_Your instructions_. You are asked to filter the data below and copy every line holding "from".

#####

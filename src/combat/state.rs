//! The mutable aggregate of one simulation run. All writes go through methods so the
//! burn cap, the single-DOT/single-explode rules and fixed multipliers hold everywhere.

use std::collections::BTreeMap;

use serde::Serialize;

pub const MAX_BURN_STACKS: u32 = 12;
pub const DOT_PERIOD: f64 = 3.0;
pub const BASE_DPS_LABEL: &str = "base_dps";
/// Slack for "timer already due" comparisons.
pub const TIME_EPSILON: f64 = 1e-9;

#[derive(Debug, Clone, Copy, PartialEq, Serialize)]
pub struct BaseStats {
    pub attack: f64,
    /// Informational only.
    pub hp: f64,
    pub passive_dps: f64,
}

/// Deck-wide multipliers, computed once before the run.
#[derive(Debug, Clone, Copy, PartialEq, Serialize)]
pub struct StaticModifiers {
    pub global: f64,
    pub special: f64,
}

impl Default for StaticModifiers {
    fn default() -> Self {
        Self {
            global: 1.0,
            special: 1.0,
        }
    }
}

#[derive(Debug, Clone, Copy, Default, PartialEq, Eq, Serialize)]
pub struct EventCounts {
    pub ice_arrow: u64,
    pub burn_add: u64,
    pub pulse: u64,
    pub explode: u64,
}

#[derive(Debug, Clone, Copy, PartialEq)]
struct DotTimer {
    due: f64,
    generation: u64,
}

#[derive(Debug, Clone)]
pub struct CombatState {
    stats: BaseStats,
    modifiers: StaticModifiers,
    now: f64,
    total_damage: f64,
    burn_stacks: u32,
    dot_timer: Option<DotTimer>,
    dot_generation: u64,
    explode_pending: bool,
    counts: EventCounts,
    arrow_counter: u64,
    arrow_stack_magnitude: Option<f64>,
    arrow_stack_expiries: Vec<f64>,
    /// Expiry of each active buff, keyed by the card that grants it.
    auras: BTreeMap<String, f64>,
    damage_breakdown: BTreeMap<String, f64>,
    cast_counts: BTreeMap<String, u32>,
}

impl CombatState {
    pub fn new(stats: BaseStats, modifiers: StaticModifiers) -> Self {
        Self {
            stats,
            modifiers,
            now: 0.0,
            total_damage: 0.0,
            burn_stacks: 0,
            dot_timer: None,
            dot_generation: 0,
            explode_pending: false,
            counts: EventCounts::default(),
            arrow_counter: 0,
            arrow_stack_magnitude: None,
            arrow_stack_expiries: Vec::new(),
            auras: BTreeMap::new(),
            damage_breakdown: BTreeMap::new(),
            cast_counts: BTreeMap::new(),
        }
    }

    pub fn stats(&self) -> BaseStats {
        self.stats
    }

    pub fn global_multiplier(&self) -> f64 {
        self.modifiers.global
    }

    pub fn special_multiplier(&self) -> f64 {
        self.modifiers.special
    }

    /// Attack scaled by the global multiplier; every damage formula starts here.
    pub fn scaled_attack(&self) -> f64 {
        self.stats.attack * self.modifiers.global
    }

    /// Passive damage per second, unaffected by procs.
    pub fn passive_rate(&self) -> f64 {
        self.stats.passive_dps * self.modifiers.global
    }

    pub fn now(&self) -> f64 {
        self.now
    }

    /// Move the clock forward. Never moves it back.
    pub fn advance_to(&mut self, time: f64) {
        if time > self.now {
            self.now = time;
        }
    }

    pub fn total_damage(&self) -> f64 {
        self.total_damage
    }

    /// Add damage under `label`. Non-finite and non-positive amounts are ignored so the
    /// total never decreases.
    pub fn record_damage(&mut self, label: &str, amount: f64) {
        if !(amount.is_finite() && amount > 0.0) {
            return;
        }
        self.total_damage += amount;
        *self
            .damage_breakdown
            .entry(label.to_string())
            .or_insert(0.0) += amount;
    }

    pub fn accrue_passive(&mut self, amount: f64) {
        self.record_damage(BASE_DPS_LABEL, amount);
    }

    pub fn record_cast(&mut self, label: &str) {
        *self.cast_counts.entry(label.to_string()).or_insert(0) += 1;
    }

    pub fn damage_breakdown(&self) -> &BTreeMap<String, f64> {
        &self.damage_breakdown
    }

    pub fn cast_counts(&self) -> &BTreeMap<String, u32> {
        &self.cast_counts
    }

    pub fn counts(&self) -> EventCounts {
        self.counts
    }

    // Burn stacks

    pub fn burn_stacks(&self) -> u32 {
        self.burn_stacks
    }

    /// Add stacks up to the cap. The burn-add counter sees the uncapped amount.
    pub fn add_burn_stacks(&mut self, stacks: u32) -> u32 {
        self.counts.burn_add += u64::from(stacks);
        self.burn_stacks = self.burn_stacks.saturating_add(stacks).min(MAX_BURN_STACKS);
        self.burn_stacks
    }

    pub fn clear_burn_stacks(&mut self) {
        self.burn_stacks = 0;
    }

    // DOT timer

    pub fn dot_pending(&self) -> bool {
        self.dot_timer.is_some()
    }

    pub fn dot_due(&self) -> Option<f64> {
        self.dot_timer.map(|timer| timer.due)
    }

    /// Arm the single DOT timer; returns the generation the tick event must carry.
    pub fn arm_dot(&mut self, due: f64) -> u64 {
        self.dot_generation += 1;
        self.dot_timer = Some(DotTimer {
            due,
            generation: self.dot_generation,
        });
        self.dot_generation
    }

    /// Consume the timer if `generation` is the live one. Stale ticks return false.
    pub fn take_dot(&mut self, generation: u64) -> bool {
        match self.dot_timer {
            Some(timer) if timer.generation == generation => {
                self.dot_timer = None;
                true
            }
            _ => false,
        }
    }

    pub fn cancel_dot(&mut self) {
        self.dot_timer = None;
    }

    // Explode

    pub fn explode_pending(&self) -> bool {
        self.explode_pending
    }

    pub fn arm_explode(&mut self) {
        self.explode_pending = true;
    }

    pub fn disarm_explode(&mut self) {
        self.explode_pending = false;
    }

    pub fn count_explode(&mut self) {
        self.counts.explode += 1;
    }

    // Arrows and pulses

    pub fn count_ice_arrow(&mut self) {
        self.counts.ice_arrow += 1;
        self.arrow_counter += 1;
    }

    pub fn ice_arrows(&self) -> u64 {
        self.counts.ice_arrow
    }

    /// Subtract `threshold` from the arrow counter as often as it fits; returns how often.
    pub fn drain_arrow_counter(&mut self, threshold: u32) -> u32 {
        if threshold == 0 {
            return 0;
        }
        let threshold = u64::from(threshold);
        let mut procs = 0;
        while self.arrow_counter >= threshold {
            self.arrow_counter -= threshold;
            procs += 1;
        }
        procs
    }

    pub fn count_pulses(&mut self, pulses: u32) {
        self.counts.pulse += u64::from(pulses);
    }

    // Arrow stack buff

    /// The buff magnitude is fixed by the first stack ever pushed.
    pub fn push_arrow_stack(&mut self, magnitude: f64, expires_at: f64) {
        self.arrow_stack_magnitude.get_or_insert(magnitude);
        self.prune_arrow_stacks();
        self.arrow_stack_expiries.push(expires_at);
    }

    /// `magnitude ^ live_stacks`, pruning expired stacks.
    pub fn arrow_stack_multiplier(&mut self) -> f64 {
        self.prune_arrow_stacks();
        match (self.arrow_stack_magnitude, self.arrow_stack_expiries.len()) {
            (Some(magnitude), live) if live > 0 => magnitude.powi(live as i32),
            _ => 1.0,
        }
    }

    /// Arrow stacks still live at the current time.
    pub fn arrow_stacks(&self) -> usize {
        self.arrow_stack_expiries
            .iter()
            .filter(|&&expiry| expiry > self.now)
            .count()
    }

    fn prune_arrow_stacks(&mut self) {
        let now = self.now;
        self.arrow_stack_expiries.retain(|&expiry| expiry > now);
    }

    // Auras

    /// Push `name`'s expiry out to `expires_at`. Returns `true` when the aura was not
    /// active before, in which case the caller owns scheduling its expiry.
    pub fn refresh_aura(&mut self, name: &str, expires_at: f64) -> bool {
        match self.auras.get_mut(name) {
            Some(expiry) => {
                *expiry = expiry.max(expires_at);
                false
            }
            None => {
                self.auras.insert(name.to_string(), expires_at);
                true
            }
        }
    }

    /// Remove `name` if it is due. An aura refreshed past now stays and its new expiry
    /// is returned so the caller can wait for it.
    pub fn expire_aura(&mut self, name: &str) -> Option<f64> {
        let expires_at = *self.auras.get(name)?;
        if expires_at <= self.now + TIME_EPSILON {
            self.auras.remove(name);
            None
        } else {
            Some(expires_at)
        }
    }

    pub fn aura_expiry(&self, name: &str) -> Option<f64> {
        self.auras.get(name).copied()
    }

    pub fn active_auras(&self) -> usize {
        self.auras.len()
    }
}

#####

_Exercise response_.
        self.counts.burn_add += u64::from(stacks);
    /// Subtract `threshold` from the arrow counter as often as it fits; returns how often.
        let threshold = u64::from(threshold);
        self.counts.pulse += u64::from(pulses);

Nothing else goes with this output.